Beijing appears to be becoming increasingly hostile toward foreign companies, cutting back on its presence in recent years, while global leaders have encouraged “de-risking” by China. But the country’s vast market span — and low prices for high-tech production — mean China will likely remain an invaluable production hub, especially as green technologies like EV batteries become more essential.
CEOs such as Apple’s Tim Cook and Pfizer’s Albert Bourla are expected to attend the China Development Forum in Beijing this weekend, but instead of talking to Chinese Premier Li Qiang, who is business-friendly as is the culture at the forum, they are expected to meet with Xi. Bloomberg reported. . . The “update” is a sign that Beijing is “committed to improving the situation of foreign companies,” a China expert at the Center for Strategic and International Studies told the outlet. This comes just weeks after Li’s annual press conference was held. Analysts told Reuters Xi needs to be more direct about the country’s economic narrative. “Breaking away from culture now is culture, it’s the new normal,” one economist told Bloomberg.
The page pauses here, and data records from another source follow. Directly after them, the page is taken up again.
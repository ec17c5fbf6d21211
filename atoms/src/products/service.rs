use aws_sdk_dynamodb::types::AttributeValue;
use aws_sdk_dynamodb::Client as DynamoClient;
use aws_sdk_s3::Client as S3Client;
use std::collections::HashMap;

use super::model::{CreateProductPayload, Product, UpdateProductPayload};

/// Which product field a bulk sync run writes.
#[derive(Debug, Clone, Copy, PartialEq, Eq)]
pub enum SyncField {
    Price,
    StockQuantity,
}

impl SyncField {
    pub fn attribute_name(&self) -> &'static str {
        match self {
            SyncField::Price => "price",
            SyncField::StockQuantity => "stock_quantity",
        }
    }
}

fn item_to_product(
    user_id: &str,
    product_id: &str,
    item: &HashMap<String, AttributeValue>,
) -> Product {
    Product {
        product_id: product_id.to_string(),
        user_id: user_id.to_string(),
        name: item
            .get("name")
            .and_then(|v| v.as_s().ok())
            .map(|s| s.to_string())
            .unwrap_or_default(),
        brand: item
            .get("brand")
            .and_then(|v| v.as_s().ok())
            .map(|s| s.to_string()),
        price: item
            .get("price")
            .and_then(|v| v.as_n().ok())
            .and_then(|n| n.parse().ok())
            .unwrap_or(0.0),
        stock_quantity: item
            .get("stock_quantity")
            .and_then(|v| v.as_n().ok())
            .and_then(|n| n.parse().ok())
            .unwrap_or(0),
        track_stock: item
            .get("track_stock")
            .and_then(|v| v.as_bool().ok())
            .copied()
            .unwrap_or(false),
        reference_code: item
            .get("reference_code")
            .and_then(|v| v.as_s().ok())
            .map(|s| s.to_string()),
        barcode: item
            .get("barcode")
            .and_then(|v| v.as_s().ok())
            .map(|s| s.to_string()),
        sku: item
            .get("sku")
            .and_then(|v| v.as_s().ok())
            .map(|s| s.to_string()),
        image_url: item
            .get("image_url")
            .and_then(|v| v.as_s().ok())
            .map(|s| s.to_string()),
        image_path: item
            .get("image_path")
            .and_then(|v| v.as_s().ok())
            .map(|s| s.to_string()),
        images: item
            .get("images")
            .and_then(|v| v.as_l().ok())
            .map(|l| {
                l.iter()
                    .filter_map(|v| v.as_s().ok())
                    .map(|s| s.to_string())
                    .collect()
            })
            .unwrap_or_default(),
        created_at: item
            .get("created_at")
            .and_then(|v| v.as_s().ok())
            .map(|s| s.to_string())
            .unwrap_or_default(),
        updated_at: item
            .get("updated_at")
            .and_then(|v| v.as_s().ok())
            .map(|s| s.to_string()),
    }
}

fn images_attribute(images: &[String]) -> AttributeValue {
    AttributeValue::L(
        images
            .iter()
            .map(|u| AttributeValue::S(u.clone()))
            .collect(),
    )
}

/// Load the full catalog of one representative (pure domain logic, no HTTP).
/// Used by the PROCV sync to build its lookup snapshot.
pub async fn load_products_for_user(
    client: &DynamoClient,
    table_name: &str,
    user_id: &str,
) -> Result<Vec<Product>, String> {
    let pk = format!("USER#{}", user_id);

    let result = client
        .query()
        .table_name(table_name)
        .key_condition_expression("PK = :pk AND begins_with(SK, :sk_prefix)")
        .expression_attribute_values(":pk", AttributeValue::S(pk))
        .expression_attribute_values(":sk_prefix", AttributeValue::S("PRODUCT#".to_string()))
        .send()
        .await
        .map_err(|e| format!("DynamoDB query error: {}", e))?;

    let mut products = Vec::new();
    for item in result.items() {
        if let Some(sk) = item.get("SK").and_then(|v| v.as_s().ok()) {
            if let Some(product_id) = sk.strip_prefix("PRODUCT#") {
                products.push(item_to_product(user_id, product_id, item));
            }
        }
    }

    // Stable listing order for the catalog screens
    products.sort_by(|a, b| a.name.to_lowercase().cmp(&b.name.to_lowercase()));

    Ok(products)
}

/// Get a single product, scoped to its owner
pub async fn get_product(
    client: &DynamoClient,
    table_name: &str,
    user_id: &str,
    product_id: &str,
) -> Result<Product, String> {
    let pk = format!("USER#{}", user_id);
    let sk = format!("PRODUCT#{}", product_id);

    let result = client
        .get_item()
        .table_name(table_name)
        .key("PK", AttributeValue::S(pk))
        .key("SK", AttributeValue::S(sk))
        .send()
        .await
        .map_err(|e| format!("DynamoDB get_item error: {}", e))?;

    if let Some(item) = result.item() {
        Ok(item_to_product(user_id, product_id, item))
    } else {
        Err("Product not found".to_string())
    }
}

/// Create a new product under the caller's partition
pub async fn create_product(
    client: &DynamoClient,
    table_name: &str,
    user_id: &str,
    payload: CreateProductPayload,
) -> Result<Product, String> {
    let product_id = uuid::Uuid::new_v4().to_string();
    let now = chrono::Utc::now().to_rfc3339();
    let pk = format!("USER#{}", user_id);
    let sk = format!("PRODUCT#{}", product_id);

    let images = payload
        .images
        .or_else(|| payload.image_url.clone().map(|u| vec![u]))
        .unwrap_or_default();

    let mut builder = client
        .put_item()
        .table_name(table_name)
        .item("PK", AttributeValue::S(pk))
        .item("SK", AttributeValue::S(sk))
        .item("name", AttributeValue::S(payload.name.clone()))
        .item("price", AttributeValue::N(payload.price.to_string()))
        .item(
            "stock_quantity",
            AttributeValue::N(payload.stock_quantity.unwrap_or(0).to_string()),
        )
        .item(
            "track_stock",
            AttributeValue::Bool(payload.track_stock.unwrap_or(false)),
        )
        .item("images", images_attribute(&images))
        .item("created_at", AttributeValue::S(now.clone()));

    if let Some(brand) = &payload.brand {
        builder = builder.item("brand", AttributeValue::S(brand.clone()));
    }
    if let Some(reference_code) = &payload.reference_code {
        builder = builder.item("reference_code", AttributeValue::S(reference_code.clone()));
    }
    if let Some(barcode) = &payload.barcode {
        builder = builder.item("barcode", AttributeValue::S(barcode.clone()));
    }
    if let Some(sku) = &payload.sku {
        builder = builder.item("sku", AttributeValue::S(sku.clone()));
    }
    if let Some(image_url) = &payload.image_url {
        builder = builder.item("image_url", AttributeValue::S(image_url.clone()));
    }

    builder
        .send()
        .await
        .map_err(|e| format!("DynamoDB put_item error: {}", e))?;

    Ok(Product {
        product_id,
        user_id: user_id.to_string(),
        name: payload.name,
        brand: payload.brand,
        price: payload.price,
        stock_quantity: payload.stock_quantity.unwrap_or(0),
        track_stock: payload.track_stock.unwrap_or(false),
        reference_code: payload.reference_code,
        barcode: payload.barcode,
        sku: payload.sku,
        image_url: payload.image_url,
        image_path: None,
        images,
        created_at: now,
        updated_at: None,
    })
}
China hopes to lure foreign industry with “pilot-scale production,” where foreign corporations can “link arduous [Chinese] laboratory studies with mass production,” the South China Morning Post reported. These high-tech projects, basically in the field of vehicle batteries, solar panels, and semiconductors) are seen as the mainstay of China’s global economic output, as corporations offering low-end products look toward less expensive and hard-working markets, such as India and Vietnam. By convincing tech corporations that it has greater infrastructure to produce high-tech goods, China should “catch up in spaces such as synthetic intelligence, quantum computing, and biomedical manufacturing,” the SCMP reported.
The European Union passed the Net Zero Industry Act this year, which aims to source 40% of green technologies locally by 2030 and “de-risk” China. But “the lack of further investment from the EU budget” and allowing member states to make their own decisions on subsidies for the production of green technologies will end up undermining the EU’s single market philosophy and China as the EU’s main supplier of green technologies in East Asia. Brussels wants to strike a balance between “the energy transition and economic security,” while acknowledging that China’s role in achieving its goals is undeniable, the blog says.